Project specifications:
Parameter
Value
MCU
ESP32 DevKitC
Microphone
INMP441 I2S MEMS
Audio format
16 kHz, 16-bit mono
Window length
1 second (16000 samples)
Feature extraction
13 MFCCs, 32 ms frames, 16 ms hop
Model
Small CNN (Conv1D), ~20 KB quantized
Classes
”yes”, “no”, “unknown”, “silence”
Inference time
< 100 ms on ESP32 at 240 MHz
Detection LED
GPIO 2 (onboard)
MQTT topic
device/wakeword/detected
Bill of Materials
Ref
Component
Quantity
Notes
U1
ESP32 DevKitC
1
Reuse from previous lessons
M1
INMP441 I2S MEMS microphone breakout
1
I2S output, 3.3V compatible
Breadboard + jumper wires
1 set
Audio Feature Extraction Pipeline
──────────────────────────────────────────
INMP441 Mic Framing MFCC
(16 kHz) ──► 32ms windows ──► 13 coefficients
16ms hop per frame
│
▼
┌──────────────┐
│ Spectrogram │
│ 62 frames x │
│ 13 MFCCs │
│ = 806 values │
└──────┬───────┘
│
▼
┌──────────────┐
│ CNN (Conv1D) │
│ ~20 KB int8 │
└──────┬───────┘
│
┌────────┼────────┐
▼ ▼ ▼
"yes" "no" "unknown"
Audio ML on Microcontrollers
Sliding Window Detection Loop
──────────────────────────────────────────
Audio stream (continuous):
──────────────────────────────────────►
│ 1s window │
├─────────────────┤
│ 1s window │ (hop = 500ms)
├─────────────────┤
│ 1s window │
├─────────────────┤
Each window: extract MFCCs ──► classify
If P("yes") > 0.85 for 2 consecutive
windows ──► DETECTED (reduces false alarms)
Speech and audio classification on MCUs follows a consistent pipeline. Raw audio samples come in from a digital microphone. A feature extraction stage converts the time-domain waveform into a compact spectral representation (typically MFCCs or log-mel spectrograms). A small neural network classifies the feature matrix into one of several categories. The entire pipeline must complete within the audio window duration to maintain real-time operation.
The key constraints on an ESP32:
RAM: ~520 KB total SRAM. The audio buffer, feature matrix, model weights, and interpreter arena all compete for this space.
Flash: Up to 4 MB. The quantized model and firmware share this.
CPU: Dual-core Xtensa LX6 at 240 MHz. MFCC extraction is compute-intensive but feasible at 16 kHz sample rates.
We use 16 kHz sampling because the Speech Commands dataset is recorded at 16 kHz and human speech energy relevant to keyword detection sits below 8 kHz (the Nyquist frequency at this sample rate).
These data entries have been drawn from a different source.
use std::sync::Arc;

use async_trait::async_trait;

use crate::db::models::{NewPost, Post, UpdatePost, User};
use crate::db::repository::{PostRepository, UserRepository};
use crate::error::{AppError, SyncOperation};
use crate::pagination::{paginate, CountPolicy, Page, PageWindow, PagedSource, PaginationParams};
use crate::search::indexer::PostIndexer;

/// Post CRUD against the primary store, mirrored into the search index.
///
/// Each mutation commits to the primary store first and then awaits the
/// matching index write. If the index write fails the call returns
/// [`AppError::IndexSync`]; the primary change stays in place and the index
/// step can be retried on its own.
#[derive(Clone)]
pub struct PostsService {
    posts: Arc<dyn PostRepository>,
    users: Arc<dyn UserRepository>,
    indexer: PostIndexer,
    count_policy: CountPolicy,
}

impl PostsService {
    pub fn new(
        posts: Arc<dyn PostRepository>,
        users: Arc<dyn UserRepository>,
        indexer: PostIndexer,
        count_policy: CountPolicy,
    ) -> Self {
        Self {
            posts,
            users,
            indexer,
            count_policy,
        }
    }

    pub fn indexer(&self) -> &PostIndexer {
        &self.indexer
    }

    pub async fn create(&self, post: NewPost, author: &User) -> Result<Post, AppError> {
        let created = self.posts.insert(post, author).await?;

        self.indexer
            .index_new(&created)
            .await
            .map_err(|e| self.sync_failed(e, created.id, SyncOperation::Create))?;

        tracing::info!(post_id = created.id, author_id = author.id, "Created post");
        Ok(created)
    }

    /// Resolve the author first, then [`create`](Self::create).
    pub async fn create_as(&self, post: NewPost, author_id: i64) -> Result<Post, AppError> {
        let author = self
            .users
            .find_by_id(author_id)
            .await?
            .ok_or(AppError::UserNotFound(author_id))?;

        self.create(post, &author).await
    }

    pub async fn update(&self, id: i64, patch: UpdatePost) -> Result<Post, AppError> {
        self.posts.update(id, &patch).await?;

        let updated = self
            .posts
            .find_by_id(id)
            .await?
            .ok_or(AppError::PostNotFound(id))?;

        self.indexer
            .apply_partial_update(&updated)
            .await
            .map_err(|e| self.sync_failed(e, id, SyncOperation::Update))?;

        tracing::info!(post_id = id, "Updated post");
        Ok(updated)
    }

    pub async fn delete(&self, id: i64) -> Result<(), AppError> {
        if !self.posts.delete(id).await? {
            return Err(AppError::PostNotFound(id));
        }

        self.indexer
            .remove_by_post_id(id)
            .await
            .map_err(|e| self.sync_failed(e, id, SyncOperation::Delete))?;

        tracing::info!(post_id = id, "Deleted post");
        Ok(())
    }

    pub async fn find_by_id(&self, id: i64) -> Result<Post, AppError> {
        self.posts
            .find_by_id(id)
            .await?
            .ok_or(AppError::PostNotFound(id))
    }

    pub async fn list_all(&self, params: &PaginationParams) -> Result<Page<Post>, AppError> {
        let source = PostListing {
            posts: self.posts.as_ref(),
        };
        paginate(&source, params, self.count_policy).await
    }

    /// Search the index, then load the matching posts from the primary store
    /// in ascending id order.
    pub async fn search_posts(
        &self,
        text: &str,
        params: &PaginationParams,
    ) -> Result<Page<Post>, AppError> {
        let results = self.indexer.search(text, params, self.count_policy).await?;
        if results.items.is_empty() {
            return Ok(Page::empty(results.count));
        }

        let ids: Vec<i64> = results.items.iter().map(|hit| hit.id).collect();
        let mut items = self.posts.find_by_ids(&ids).await?;
        items.sort_by_key(|post| post.id);

        if items.len() < ids.len() {
            tracing::warn!(
                hits = ids.len(),
                hydrated = items.len(),
                "Search index returned posts missing from the database"
            );
        }

        Ok(Page::new(items, results.count))
    }

    fn sync_failed(&self, err: AppError, post_id: i64, operation: SyncOperation) -> AppError {
        let err = err.into_sync_error(post_id, operation);
        tracing::warn!(post_id, %operation, error = %err, "Search index out of sync");
        err
    }
}

struct PostListing<'a> {
    posts: &'a dyn PostRepository,
}

#[async_trait]
impl PagedSource for PostListing<'_> {
    type Item = Post;

    async fn fetch_page(&self, window: &PageWindow) -> Result<Page<Post>, AppError> {
        self.posts.find_and_count(window).await
    }

    async fn count_unscoped(&self) -> Result<u64, AppError> {
        self.posts.count().await
    }
}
I2S Microphone Hardware Setup
The INMP441 is a digital MEMS microphone with an I2S output interface. Unlike analog microphones that require an ADC, the INMP441 outputs a digital bitstream directly, which the ESP32’s I2S peripheral reads without any external codec.
Wiring
ESP32 Pin
INMP441 Pin
Notes
GPIO 26
WS (Word Select)
Left/right channel select
GPIO 25
SCK (Serial Clock)
Bit clock
GPIO 33
SD (Serial Data)
Audio data output
3.3V
VDD
Power supply
GND
GND
Common ground
GND
L/R
Tie to GND for left channel
The L/R pin selects which channel the microphone outputs on. Tying it to GND selects the left channel. If you tie it to VDD, the mic outputs on the right channel instead. For a single-mic setup, left channel is the convention.
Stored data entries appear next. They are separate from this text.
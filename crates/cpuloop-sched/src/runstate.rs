//! VM run state: pausing and resuming the vCPU set, and the stop/start transitions around it.

use std::io;
use std::sync::Arc;

use serde::{Deserialize, Serialize};

use crate::error::{Result, SchedError};
use crate::scheduler::{SchedGuard, Scheduler};
use crate::vcpu;
use crate::CpuIndex;

#[derive(Debug, Clone, Copy, PartialEq, Eq, Hash, Serialize, Deserialize)]
#[serde(rename_all = "kebab-case")]
pub enum RunState {
    Prelaunch,
    Running,
    Paused,
    /// Stopped by a debug exception.
    Debug,
    InternalError,
    IoError,
    Shutdown,
    SaveVm,
    RestoreVm,
    GuestPanicked,
}

impl RunState {
    pub fn is_running(self) -> bool {
        self == RunState::Running
    }
}

/// Notified on every running/stopped transition, with the global lock held.
pub trait VmStateListener: Send {
    fn state_changed(&mut self, running: bool, state: RunState);
}

impl<F> VmStateListener for F
where
    F: FnMut(bool, RunState) + Send,
{
    fn state_changed(&mut self, running: bool, state: RunState) {
        self(running, state)
    }
}

/// The I/O collaborator that must be quiesced before a stop completes.
pub trait IoQuiesce: Send {
    /// Wait for in-flight requests to complete.
    fn drain_all(&mut self);

    /// Write back anything buffered.
    fn flush_all(&mut self) -> io::Result<()>;
}

/// No I/O to quiesce.
#[derive(Debug, Default, Clone, Copy)]
pub struct NoIo;

impl IoQuiesce for NoIo {
    fn drain_all(&mut self) {}

    fn flush_all(&mut self) -> io::Result<()> {
        Ok(())
    }
}

impl Scheduler {
    /// True when the calling thread drives vCPU `index` of this scheduler.
    fn is_own_vcpu(&self, guard: &SchedGuard<'_>, index: CpuIndex) -> bool {
        match (vcpu::current_shared(), guard.vcpu(index)) {
            (Some(cur), Some(shared)) => Arc::ptr_eq(&cur, shared),
            _ => false,
        }
    }

    fn own_vcpu(&self, guard: &SchedGuard<'_>) -> Option<Arc<vcpu::VcpuShared>> {
        let cur = vcpu::current_shared()?;
        let shared = guard.vcpu(cur.index())?;
        Arc::ptr_eq(&cur, shared).then_some(cur)
    }

    pub(crate) fn all_vcpus_paused(&self, guard: &SchedGuard<'_>) -> bool {
        guard.cpus.values().all(|slot| slot.flags.stopped)
    }

    /// Stop every vCPU and wait until all of them have acknowledged.
    ///
    /// The virtual clock's timers are disabled first. A vCPU thread pausing the VM stops its own
    /// vCPU in place instead of waiting for itself.
    pub fn pause_all_vcpus(&self, guard: &mut SchedGuard<'_>) {
        guard.timers.vm.set_enabled(false);

        for index in guard.cpu_indices() {
            if self.is_own_vcpu(guard, index) {
                if let Some(shared) = guard.vcpu(index).cloned() {
                    self.cpu_stop_self(guard, &shared, true);
                }
            } else if let Some(slot) = guard.cpus.get_mut(&index) {
                slot.flags.stop = true;
                slot.shared.kick();
            }
        }

        while !self.all_vcpus_paused(guard) {
            guard.wait(&self.pause_cond);
            // A kick racing with the target reaching its wait point would otherwise be lost.
            for slot in guard.cpus.values() {
                slot.shared.kick();
            }
        }

        // Let a vCPU thread still finishing its critical section get the lock once.
        guard.bump();
        tracing::debug!(vcpus = guard.vcpu_count(), "all vCPUs paused");
    }

    /// Re-enable the virtual clock's timers and restart every vCPU.
    /// Let a single stopped vCPU run again.
    pub fn cpu_resume(&self, guard: &mut SchedGuard<'_>, index: CpuIndex) -> Result<()> {
        let slot = guard
            .cpus
            .get_mut(&index)
            .ok_or(SchedError::NoSuchVcpu(index))?;
        slot.flags.stop = false;
        slot.flags.stopped = false;
        slot.shared.kick();
        Ok(())
    }

    pub fn resume_all_vcpus(&self, guard: &mut SchedGuard<'_>) {
        guard.timers.vm.set_enabled(true);
        for index in guard.cpu_indices() {
            // Indices come from the live slot map.
            if let Err(err) = self.cpu_resume(guard, index) {
                tracing::debug!(cpu = index, error = %err, "vCPU vanished before resume");
            }
        }
        tracing::debug!(vcpus = guard.vcpu_count(), "vCPUs resumed");
    }

    fn notify_listeners(&self, guard: &mut SchedGuard<'_>, running: bool, state: RunState) {
        for listener in guard.listeners.iter_mut() {
            listener.state_changed(running, state);
        }
    }

    fn quiesce_io(&self, guard: &mut SchedGuard<'_>) -> Result<()> {
        guard.io.drain_all();
        guard.io.flush_all().map_err(SchedError::Flush)
    }

    fn do_vm_stop(
        &self,
        guard: &mut SchedGuard<'_>,
        state: RunState,
        send_stop: bool,
    ) -> Result<()> {
        if guard.is_running() {
            self.clock().disable_ticks();
            self.pause_all_vcpus(guard);
            guard.run_state = state;
            self.notify_listeners(guard, false, state);
            if send_stop {
                tracing::info!(event = "STOP", ?state, "VM stopped");
            }
        }
        self.quiesce_io(guard)
    }

    /// Stop the VM and move to `state`.
    ///
    /// From a vCPU thread the stop is only requested: the calling vCPU stops in place and the
    /// main loop performs the rest.
    pub fn vm_stop(&self, guard: &mut SchedGuard<'_>, state: RunState) -> Result<()> {
        if let Some(shared) = self.own_vcpu(guard) {
            self.request_vmstop(guard, state);
            self.cpu_stop_self(guard, &shared, true);
            return Ok(());
        }
        self.do_vm_stop(guard, state, true)
    }

    /// Stop without reporting a STOP event, keeping the current run state.
    pub fn vm_shutdown(&self, guard: &mut SchedGuard<'_>) -> Result<()> {
        let state = guard.run_state;
        self.do_vm_stop(guard, state, false)
    }

    /// Move to `state` whether or not the VM is running. I/O is quiesced in both cases.
    pub fn vm_stop_force_state(&self, guard: &mut SchedGuard<'_>, state: RunState) -> Result<()> {
        if guard.is_running() {
            return self.vm_stop(guard, state);
        }
        guard.run_state = state;
        tracing::debug!(?state, "run state forced");
        self.quiesce_io(guard)
    }

    /// Prepare the transition to running. Returns false when the VM is already running, in which
    /// case the vCPUs must not be resumed again.
    pub fn vm_prepare_start(&self, guard: &mut SchedGuard<'_>) -> bool {
        if guard.is_running() {
            // A stop requested from a vCPU thread is cancelled by this start; report both edges.
            if let Some(requested) = guard.vmstop_request.take() {
                tracing::info!(event = "STOP", state = ?requested, "VM stopped");
                tracing::info!(event = "RESUME", "VM resumed");
            }
            return false;
        }

        guard.vmstop_request = None;
        tracing::info!(event = "RESUME", "VM resumed");
        self.clock().enable_ticks();
        guard.run_state = RunState::Running;
        self.notify_listeners(guard, true, RunState::Running);
        true
    }

    pub fn vm_start(&self, guard: &mut SchedGuard<'_>) {
        if self.vm_prepare_start(guard) {
            self.resume_all_vcpus(guard);
        }
    }

    /// Defer a stop to the main loop.
    pub(crate) fn request_vmstop(&self, guard: &mut SchedGuard<'_>, state: RunState) {
        guard.vmstop_request = Some(state);
        self.notify_main(guard);
    }
}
Why I2S Instead of Analog?
An analog electret microphone connected to the ESP32’s ADC would work for basic audio capture, but it introduces noise from the ADC conversion, requires an amplifier circuit, and the ADC on the ESP32 is only 12-bit. The INMP441 outputs 24-bit digital audio with a built-in anti-aliasing filter and much higher signal-to-noise ratio (SNR of 61 dBA). For ML applications where clean audio directly affects classification accuracy, the I2S mic is the right choice.
Audio Capture Firmware
The following ESP-IDF code configures the I2S peripheral, captures 1-second audio windows, and stores them in a buffer for processing.
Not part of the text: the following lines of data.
impl Default for IcountConfig {
    fn default() -> Self {
        Self {
            mode: IcountMode::Off,
            sleep: true,
            align: false,
        }
    }
}

/// How far guest time has drifted from host time.
#[derive(Debug, Clone, Copy, PartialEq, Eq, Serialize)]
pub struct DriftInfo {
    /// Virtual-RT (host) time minus icount (guest) time.
    pub host_minus_guest_ns: i64,
    /// Largest lag of the guest behind host time. Only tracked with `align=on`.
    pub max_delay_ns: Option<i64>,
    /// Largest lead of the guest over host time. Only tracked with `align=on`.
    pub max_advance_ns: Option<i64>,
}

#[derive(Debug, Error, Clone, PartialEq, Eq)]
pub enum IcountConfigError {
    #[error("invalid icount option '{0}'")]
    InvalidOption(String),

    #[error("unknown icount option '{0}'")]
    UnknownOption(String),

    #[error("invalid boolean '{value}' for icount option '{key}'")]
    InvalidBool { key: String, value: String },

    #[error("icount: invalid shift value '{0}'")]
    InvalidShift(String),

    #[error("icount: shift {0} exceeds the maximum of {MAX_ICOUNT_SHIFT}")]
    ShiftTooLarge(u32),

    #[error("please specify shift option when using align")]
    AlignWithoutShift,

    #[error("align=on and sleep=off are incompatible")]
    AlignWithoutSleep,

    #[error("shift=auto and align=on are incompatible")]
    AutoWithAlign,

    #[error("shift=auto and sleep=off are incompatible")]
    AutoWithoutSleep,
}

impl IcountConfig {
    pub fn fixed(shift: u32) -> Self {
        Self {
            mode: IcountMode::Fixed(shift),
            ..Self::default()
        }
    }

    pub fn adaptive() -> Self {
        Self {
            mode: IcountMode::Adaptive,
            ..Self::default()
        }
    }

    /// Parse `shift=<N|auto>[,sleep=on|off][,align=on|off]`.
    ///
    /// A bare leading value is taken as the shift (`"7"` == `"shift=7"`). A missing shift leaves
    /// icount disabled.
    pub fn parse(opts: &str) -> Result<Self, IcountConfigError> {
        let mut shift: Option<&str> = None;
        let mut sleep = true;
        let mut align: Option<bool> = None;

        for (i, item) in opts.split(',').enumerate() {
            let item = item.trim();
            if item.is_empty() {
                continue;
            }
            let (key, value) = match item.split_once('=') {
                Some((key, value)) => (key.trim(), value.trim()),
                None if i == 0 => ("shift", item),
                None => return Err(IcountConfigError::InvalidOption(item.to_string())),
            };
            match key {
                "shift" => shift = Some(value),
                "sleep" => sleep = parse_bool(key, value)?,
                "align" => align = Some(parse_bool(key, value)?),
                _ => return Err(IcountConfigError::UnknownOption(key.to_string())),
            }
        }

        let Some(shift) = shift else {
            if align.is_some() {
                return Err(IcountConfigError::AlignWithoutShift);
            }
            return Ok(Self::default());
        };

        let align = align.unwrap_or(false);
        if align && !sleep {
            return Err(IcountConfigError::AlignWithoutSleep);
        }

        if shift != "auto" {
            let value = parse_shift(shift)?;
            if value > MAX_ICOUNT_SHIFT {
                return Err(IcountConfigError::ShiftTooLarge(value));
            }
            return Ok(Self {
                mode: IcountMode::Fixed(value),
                sleep,
                align,
            });
        }

        if align {
            return Err(IcountConfigError::AutoWithAlign);
        }
        if !sleep {
            return Err(IcountConfigError::AutoWithoutSleep);
        }
        Ok(Self {
            mode: IcountMode::Adaptive,
            sleep,
            align,
        })
    }

    pub fn enabled(&self) -> bool {
        self.mode != IcountMode::Off
    }

    pub fn is_adaptive(&self) -> bool {
        self.mode == IcountMode::Adaptive
    }

    pub fn initial_shift(&self) -> u32 {
        match self.mode {
            IcountMode::Off => 0,
            IcountMode::Fixed(shift) => shift,
            IcountMode::Adaptive => ADAPTIVE_INITIAL_SHIFT,
        }
    }
}

impl FromStr for IcountConfig {
    type Err = IcountConfigError;

    fn from_str(s: &str) -> Result<Self, Self::Err> {
        Self::parse(s)
    }
}

fn parse_bool(key: &str, value: &str) -> Result<bool, IcountConfigError> {
    match value {
        "on" | "yes" | "true" => Ok(true),
        "off" | "no" | "false" => Ok(false),
        _ => Err(IcountConfigError::InvalidBool {
            key: key.to_string(),
            value: value.to_string(),
        }),
    }
}

fn parse_shift(value: &str) -> Result<u32, IcountConfigError> {
    let parsed = if let Some(hex) = value
        .strip_prefix("0x")
        .or_else(|| value.strip_prefix("0X"))
    {
        u32::from_str_radix(hex, 16)
    } else {
        value.parse::<u32>()
    };
    parsed.map_err(|_| IcountConfigError::InvalidShift(value.to_string()))
}

/// One step of the adaptive shift tuner.
///
/// `delta` is `icount_ns - wallclock_ns` for the current sample and `last_delta` the previous
/// one. A guest running ahead (positive, growing delta) gets a smaller shift; one falling behind
/// gets a larger shift. The result always stays within `0..=MAX_ICOUNT_SHIFT`.
pub fn next_shift(shift: u32, last_delta: i64, delta: i64, wobble: i64) -> u32 {
    let shift = shift.min(MAX_ICOUNT_SHIFT);
    if delta > 0 && last_delta.saturating_add(wobble) < delta.saturating_mul(2) && shift > 0 {
        // The guest is getting too far ahead. Slow time down.
        return shift - 1;
    }
    if delta < 0
        && last_delta.saturating_sub(wobble) > delta.saturating_mul(2)
        && shift < MAX_ICOUNT_SHIFT
    {
        // The guest is getting too far behind. Speed time up.
        return shift + 1;
    }
    shift
}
The INMP441 outputs 24-bit audio left-justified in a 32-bit I2S frame. We read the full 32-bit values and shift right by 16 to extract the top 16 bits, which gives us a signed 16-bit PCM sample. This is a common pattern with I2S MEMS microphones on the ESP32.
The DMA configuration uses 8 descriptors with 512 frames each, providing enough buffering to prevent underruns during the feature extraction phase. At 16 kHz, one second of audio is 16000 samples (32 KB of int16 data), which fits comfortably in the ESP32’s SRAM.
Feature Extraction: MFCC on Device
Raw audio waveforms are not suitable as direct input to small neural networks. The standard approach for audio ML is to extract Mel-frequency cepstral coefficients (MFCCs), which compress the spectral content of each short frame into a small vector of typically 13 coefficients.
MFCC Pipeline
The MFCC computation follows these steps for each frame:
Pre-emphasis: Apply a high-pass filter to boost high frequencies: y[n] = x[n] - 0.97 * x[n-1]
Windowing: Multiply each frame by a Hann window to reduce spectral leakage
FFT: Compute the magnitude spectrum using a 512-point FFT
Mel filterbank: Apply 26 triangular filters spaced on the mel scale
Log energy: Take the logarithm of each filterbank output
DCT: Apply a discrete cosine transform and keep the first 13 coefficients
C Implementation
/* MFCC parameters */
#defineFRAME_LEN512 /* 32 ms at 16 kHz */
#defineFRAME_STEP256 /* 16 ms hop (50% overlap) */
The placeholder FFT above is intentionally simplified. For real-time performance, use the ESP-DSP library which provides hardware-optimized FFT routines:
#include"dsps_fft2r.h"
#include"dsps_wind_hann.h"
/* Initialize once at startup */
dsps_fft2r_init_fc32(NULL, FFT_SIZE);
/* In the MFCC loop, replace the manual FFT with: */
Add esp-dsp to your component dependencies in idf_component.yml:
dependencies:
espressif/esp-dsp: "~1.4.0"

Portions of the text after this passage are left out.